BEGIN MATERIAL FOR THE TASK

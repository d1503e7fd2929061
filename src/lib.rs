// Copyright 2025-present Harīṣh Tummalachērla
// SPDX-License-Identifier: Apache-2.0

//! Fuzzy, synonym-aware search over a catalog of cat breeds.
//!
//! Each breed's five text fields are joined into a paragraph, split into
//! sentences, tokenized and part-of-speech tagged. Nouns and verbs become the
//! breed's keyword model, weighted with TF-IDF over the whole catalog and
//! expanded with a static synonym table. A query is scored against every
//! keyword (and synonym) by inverse edit distance, the best breeds come back
//! first, and each result carries a short excerpt around its best word.
//!
//! # Architecture
//!
//! ```text
//! ┌──────────┐   ┌───────────┐   ┌──────────┐   ┌────────────┐
//! │  build   │──▶│   index   │──▶│  search  │──▶│ highlight  │
//! │ (loader) │   │ (2 passes)│   │ (score,  │   │ (excerpt)  │
//! └──────────┘   └───────────┘   │   rank)  │   └────────────┘
//!                  │       │     └──────────┘
//!                  ▼       ▼           │
//!           ┌────────┐ ┌────────┐ ┌─────────┐
//!           │  text  │ │ model  │ │ scoring │
//!           │(tokens,│ │(tf-idf,│ │ (fuzzy) │
//!           │ tags)  │ │synonym)│ └─────────┘
//!           └────────┘ └────────┘
//! ```
//!
//! | Module      | Responsibility                                          |
//! |-------------|---------------------------------------------------------|
//! | `text`      | Word tokenizer, sentence splitter, POS tagger           |
//! | `model`     | Paragraph composition, keyword extraction, TF-IDF       |
//! | `index`     | Two-pass build into an immutable [`SearchIndex`]        |
//! | `scoring`   | Inverse-distance word scores, result ordering           |
//! | `search`    | Query validation, matching, ranking, highlighting       |
//! | `state`     | Index lifecycle shared between request handlers         |
//! | `build`     | Catalog and synonym file loading                        |
//! | `server`    | HTTP routes (feature `server`)                          |
//!
//! # Usage
//!
//! ```
//! use whisker::{build_index, search, CatalogEntry, SynonymTable};
//! use whisker::testing::make_breed;
//!
//! let catalog = vec![
//!     CatalogEntry::new("Siamese", make_breed("Siamese cats are very talkative.")),
//!     CatalogEntry::new("Persian", make_breed("Persians enjoy a calm home.")),
//! ];
//! let synonyms: SynonymTable = [("talkative", vec!["chatty"])].into_iter().collect();
//! let index = build_index(catalog, &synonyms).unwrap();
//!
//! let results = search(&index, "chatty").unwrap();
//! assert_eq!(results[0].key, "Siamese");
//! ```

pub mod build;
pub mod contracts;
mod error;
mod fuzzy;
mod index;
mod model;
pub mod scoring;
pub mod search;
pub mod state;
mod text;
mod types;

#[cfg(feature = "server")]
pub mod server;

#[doc(hidden)]
pub mod testing;

// Re-exports for public API
pub use build::{build_from_files, load_catalog, load_synonyms, parse_catalog, parse_synonyms};
pub use error::{BuildError, QueryError, ServiceError};
pub use fuzzy::{levenshtein, levenshtein_within};
pub use index::{build_index, SearchIndex};
pub use model::{
    compose_paragraph, extract_model_words, is_stop_word, preprocess_entity, SynonymTable,
    TermFrequency, TermFrequencyBuilder,
};
pub use scoring::{ScoringStrategy, WeightPolicy, EPSILON, EXACT_MATCH_SCORE};
pub use search::highlight::{highlight_word, select_title, Highlight};
pub use search::{
    score_entity, search, search_with, EntityScore, SearchOptions, SearchResult, WordScore,
    DEFAULT_LIMIT, DEFAULT_MAX_QUERY_LEN,
};
pub use state::{IndexState, SearchService};
pub use text::{split_sentences, tokenize_words, PosTag, TaggedWord, Tagger};
pub use types::{BreedRecord, CatalogEntry, Entity, ModelWord, Sentence, WordModel};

END MATERIAL FOR THE TASK

YOUR OBJECTIVE |
Among the entries, copy every line containing the word "SynonymTable".

RESULT OF THE TASK |
//! use whisker::{build_index, search, CatalogEntry, SynonymTable};
//! let synonyms: SynonymTable = [("talkative", vec!["chatty"])].into_iter().collect();
    compose_paragraph, extract_model_words, is_stop_word, preprocess_entity, SynonymTable,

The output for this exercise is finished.